The Credit Agreement contains various representations, warranties and affirmative, negative and financial covenants customary for financings of this type. Additionally, covenants in the Credit Agreement also require the Company to use the proceeds it receives from certain asset sales, casualty events, equity issuances, incurrence of certain debt and upon the occurrence of other events to repay outstanding borrowings under the Credit Agreement.

 

Beginning on the Closing Date, the negative covenants include limitations on the ability of the Company, the Borrower and the Subsidiary Guarantors to engage in certain actions.  Such limitations include, without limitation, the ability to (i) incur certain indebtedness, (ii) permit the creation and existence of certain liens, (iii) engage in certain transactions with affiliates, (iv) become liable with respect to certain contingent obligations, (v) make certain loans and investments, (vi) make certain dividend payments or distributions above specified limits and before specified dates, (vii) engage in certain liquidations, acquisitions and mergers, (viii)  dispose of specified assets or subsidiaries, (ix) use the loan proceeds other than in specified ways, (x) issue certain equity, (xi) enter into agreements that conflict with the loan documents, (xii) take certain actions with respect to material contracts, (xiii) pay certain management fees, and (xiv) fail to comply with certain anti-corruption and anti-terrorism laws, international sanctions, and other matters.

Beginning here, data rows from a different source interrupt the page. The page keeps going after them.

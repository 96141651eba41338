//! Settings loading and hot-reloading.
//!
//! Settings are loaded from RON files in the `data/settings` directory. If multiple
//! RON files are present, the first successfully parsed `Settings` will be used.
//! If no RON files are found or if no parsing succeeds, default settings will be used.
//! Non-finite numbers in the chosen file are replaced by their defaults.
use crate::ron::{load_ron_files, setup_ron_watcher, RonWatcher};
use crate::settings::Settings;
use bevy::prelude::{info, warn, Res, ResMut, Resource};

/// Directory scanned for settings files.
pub const SETTINGS_DIR: &str = "data/settings";

#[derive(Resource)]
pub struct SettingsWatcher {
    pub watcher: RonWatcher,
    pub dir: String,
}

/// Load settings from `path` (directory). If multiple `.ron` files are present
/// the first parsed `Settings` will be used. If none exist the `Default` is used.
///
/// # Example
/// ```ignore
/// let settings = load_settings_from_dir("data/settings");
/// ```
#[must_use]
pub fn load_settings_from_dir(path: &str) -> Settings {
    let items: Vec<Settings> = load_ron_files(path);
    let mut settings = items.into_iter().next().unwrap_or_else(Settings::defaults);
    settings.sanitize();
    settings
}

/// Create a watcher for the settings directory (hot-reload).
///
/// # Errors
/// Returns the `notify::Error` raised while creating or registering the watcher.
pub fn setup_settings_watcher(path: &str) -> Result<SettingsWatcher, notify::Error> {
    setup_ron_watcher(path).map(|watcher| SettingsWatcher { watcher, dir: path.to_string() })
}

/// Check for changes and reload the settings resource when files change.
#[allow(clippy::needless_pass_by_value)]
pub fn check_settings_changes(watcher: Res<SettingsWatcher>, mut settings: ResMut<Settings>) {
    if watcher.watcher.take_changed() {
        info!("settings changed, reloading from {}", watcher.dir);
        *settings = load_settings_from_dir(&watcher.dir);
    }
}

impl SettingsWatcher {
    #[must_use]
    pub fn stub() -> Self {
        warn!("settings hot-reload disabled");
        SettingsWatcher { watcher: RonWatcher::stub(), dir: SETTINGS_DIR.to_string() }
    }
}
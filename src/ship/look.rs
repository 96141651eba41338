//! Optional free look for the ship.
//!
//! When `ShipSettings::free_look` is on, the look axis accumulates yaw and
//! pitch (degrees) and overrides the flight tilt on frames where it is
//! pushed past the dead-zone.

use bevy::math::EulerRot;
use bevy::prelude::*;

use crate::ship::flight::DEAD_ZONE_SQ;

pub const MAX_LOOK_PITCH_DEG: f32 = 89.0;

/// Accumulated free-look angles in degrees.
#[derive(Component, Default, Debug, Clone, Copy, PartialEq)]
pub struct ShipLook {
    pub yaw: f32,
    pub pitch: f32,
}

impl ShipLook {
    /// Apply one frame of look input. Returns false, changing nothing, when
    /// the input is inside the dead-zone.
    pub fn apply_delta(&mut self, look: Vec2, rotate_speed: f32, dt: f32) -> bool {
        if look.length_squared() < DEAD_ZONE_SQ {
            return false;
        }
        let step = rotate_speed * dt;
        self.yaw += look.x * step;
        self.pitch = (self.pitch - look.y * step).clamp(-MAX_LOOK_PITCH_DEG, MAX_LOOK_PITCH_DEG);
        true
    }

    #[must_use]
    pub fn rotation(&self) -> Quat {
        Quat::from_euler(EulerRot::YXZ, self.yaw.to_radians(), self.pitch.to_radians(), 0.0)
    }
}
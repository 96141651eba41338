pub mod input;
pub mod ron;
pub mod scene;
pub mod settings;
pub mod ship;
pub mod ui;
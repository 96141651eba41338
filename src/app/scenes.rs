//! Scene builders registered with the `SceneRegistry`.
//!
//! Scene 0 is a short splash that hands over to the flight level through a
//! `SceneTransitioner`; scene 1 is the level with the camera, a light, the
//! ship and the HUD. Every root entity carries `SceneMember` so a scene load
//! clears it.
use bevy::prelude::*;
use skyrail::scene::{SceneMember, SceneRegistry, SceneTransitioner};
use skyrail::settings::Settings;
use skyrail::ship::ShipBundle;
use skyrail::ui::spawn_charging_label;

/// Registry with the splash at index 0 and the level at index 1.
#[must_use]
pub fn scene_registry() -> SceneRegistry {
    let mut registry = SceneRegistry::default();
    registry.register(0, build_splash).register(1, build_level);
    registry
}

pub fn build_splash(commands: &mut Commands, settings: &Settings) {
    commands.spawn((Camera2dBundle::default(), SceneMember));
    commands.spawn((
        TextBundle::from_section(
            "skyrail",
            TextStyle {
                font_size: 64.0,
                color: Color::WHITE,
                ..default()
            },
        )
        .with_style(Style {
            position_type: PositionType::Absolute,
            left: Val::Percent(40.0),
            top: Val::Percent(40.0),
            ..default()
        }),
        SceneMember,
    ));
    commands.spawn((SceneTransitioner::from_settings(&settings.scene), SceneMember));
}

pub fn build_level(commands: &mut Commands, _settings: &Settings) {
    // camera sits behind the flight rectangle, ship flies toward -Z
    commands.spawn((
        Camera3dBundle {
            transform: Transform::from_xyz(0.0, 0.0, 18.0).looking_at(Vec3::ZERO, Vec3::Y),
            ..default()
        },
        SceneMember,
    ));
    commands.spawn((
        DirectionalLightBundle {
            directional_light: DirectionalLight {
                illuminance: 8_000.0,
                ..default()
            },
            transform: Transform::from_xyz(4.0, 10.0, 6.0).looking_at(Vec3::ZERO, Vec3::Y),
            ..default()
        },
        SceneMember,
    ));
    commands.spawn((ShipBundle::default(), SpatialBundle::default(), SceneMember));
    spawn_charging_label(commands);
}
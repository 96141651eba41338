pub mod hazards;
pub mod scenes;
pub mod visuals;

pub use hazards::self_destruct_on_key;
pub use scenes::{build_level, build_splash, scene_registry};
pub use visuals::{attach_ship_visuals, setup_ship_assets};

The Credit Agreement also includes certain financial covenants, including without limitation, (a) certain limitations on capital expenditures in excess of $105 million per fiscal year, (b) maintaining a leverage ratio which, beginning at the Closing Date, does not exceed 3.25 to 1.00, which leverage ratio decreases over time, and (c) maintaining a minimum consolidated debt service coverage ratio of 2.75 to 1.00.

 

The Credit Agreement permits the Company to pay a dividend or redeem the Company’s capital stock in an aggregate amount not to exceed (i) $3 million in calendar year 2017, and (ii) the greater of $7 million and 50% of cash available for dividends (as defined in the Credit Agreement) in calendar year 2018 and thereafter; provided certain financial and other conditions are met.

 

The Credit Agreement also has customary events of default, which include, without limitation (i) the nonpayment when due of principal or interest or any other obligation under any loan or amounts drawn under letters of credit, (ii) a material breach of any representation, warranty or certification, (iii) the breach of specified covenants in the Credit Facility, (iv) cross-defaults on other indebtedness greater than $10 million, (v) a change in control, and (viii) institution of bankruptcy or insolvency proceedings that are not discharged within forty-five (45) days, and other matters.

 

CoBank is a national cooperative bank, and a lender under the Company’s existing Credit Agreement, as amended, dated as of February 29, 2012, among the Borrower, the Company, Credit Suisse AG, Cayman Islands Branch, as administrative agent and collateral agent, and the lenders thereto (the “Existing Facility”).  In connection with the acquisition of CoBank’s approximate 7.4% pro rata share of the total outstanding principal under the Existing Facility, the Borrower was required to acquire and maintain equity in CoBank in such amounts and at such times as CoBank may require in accordance with CoBank’s Bylaws and Capital Plan.  The Borrower will similarly be required to maintain such equity ownership in connection with the Credit Agreement. As an equity owner in CoBank, subject to CoBank’s Bylaws and Capital Plan, the Borrower will be eligible to receive patronage distributions which, if made, would be used to reduce interest expense under the Credit Agreement.

 

First Hawaiian Bank is one of the lenders under the Credit Agreement with an approximate 5.7% pro rata share of the total credit commitment and loan.  Eric K. Yeaman is a director of the Company and the Borrower, and is President and Chief Operating Officer of First Hawaiian Bank. Walter A. Dods, Jr. is a director of the Company and the Borrower, and is also a director of First Hawaiian Bank.  Messrs. Yeaman and Dods abstained from voting on resolutions to approve the Credit Agreement and related transactions.

 

The foregoing description of the Credit Agreement and the transactions contemplated by the Credit Agreement does not purport to be complete and is qualified in its entirety by reference to the text of the Credit Agreement, which is filed as Exhibit 10.1 hereto and incorporated into this report by reference.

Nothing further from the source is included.